On the other hand, although molecular information is fast accumulated, Opinion 80, a “consensus” between clinicians and taxonomists, hasn’t yet been fully adopted by organizations, such as the CDC or the WHO’s Collaborating Centre (Grimont and Weill, 2007). This slow adoption by renowned laboratories of officially set rules for such an important microorganism, illustrates the difficulties encountered when the new must successfully merge with the older. These difficulties negatively influence also the application and final acceptance of newly developed and developing molecular methods. It appears, therefore, that there is a long way before molecular methods replace the older rules applied to the epidemiological grouping of Salmonella isolates.
The current List of Approved Names which is a compromise between all those methodically studying the microorganism for many decades, is also the link between old and new information concerning this important pathogen causing today the majority of food born illness around the world. Increased access to molecular methods around the world for epidemiologically characterizing isolates of the genus Salmonella, need to take into account the above to successfully replace serotyping, helping consequently the better understanding of this microorganism’s pathogenicity, thus the effective control of animal infections.
Leaders in these changes for a guaranteed success should be organizations and laboratories, such as the WHO and the CDC having great experience in properly placing Salmonella isolates but also money to further develop new molecular methods and computerized data libraries. Until then, the bulk of information reported by scientists studying human and animal salmonelloses will continue to add difficulties in defining the pathogenic importance of newly isolated strains and, most importantly, studying the adaptation of serovars to new animal hosts.

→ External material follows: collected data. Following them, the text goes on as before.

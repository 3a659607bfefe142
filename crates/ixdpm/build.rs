fn main() -> Result<(), Box<dyn std::error::Error>> {
    println!("cargo:rerun-if-changed=proto/deviceplugin/v1beta1/deviceplugin.proto");
    println!("cargo:rerun-if-changed=proto/podresources/v1alpha1/podresources.proto");

    tonic_build::configure()
        .format(true)
        .build_client(true)
        .build_server(true)
        .compile(
            &["proto/deviceplugin/v1beta1/deviceplugin.proto"],
            &["proto/deviceplugin/v1beta1"],
        )?;

    tonic_build::configure()
        .format(true)
        .build_client(true)
        .build_server(false)
        .compile(
            &["proto/podresources/v1alpha1/podresources.proto"],
            &["proto/podresources/v1alpha1"],
        )?;

    Ok(())
}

Serotyping scores in the third External Quality Assurance of Salmonella typing (EQA) were found acceptable, due to that 90% of all strains were correctly serotyped. However, in regard to participating laboratories only 15 of 26 (58%) correctly identified all serovars. One EU laboratory identified only 20% of the serovars correctly while another misclassified some of the most common serovars (Pol-Hofstad et al., 2012). Thus, with an accepted statistical threshold for correct results put at 90, 81% of laboratories would pass. However, in such a case, considering that about 100000 cases of salmonellosis are reported annually to the European Centre for Disease Prevention and Control (ECDC), about 10000 cases would be reported as caused by the wrong serovar and unknown is the number of false negative samples. The problems mainly lie in the typing of H antigens, with subsequent misnaming of the serovars and the limited sensitivity of culturing the microorganism from samples. Perhaps, such problems could be resolved, if a properly chosen molecular method is simultaneously used with culturing and serotyping.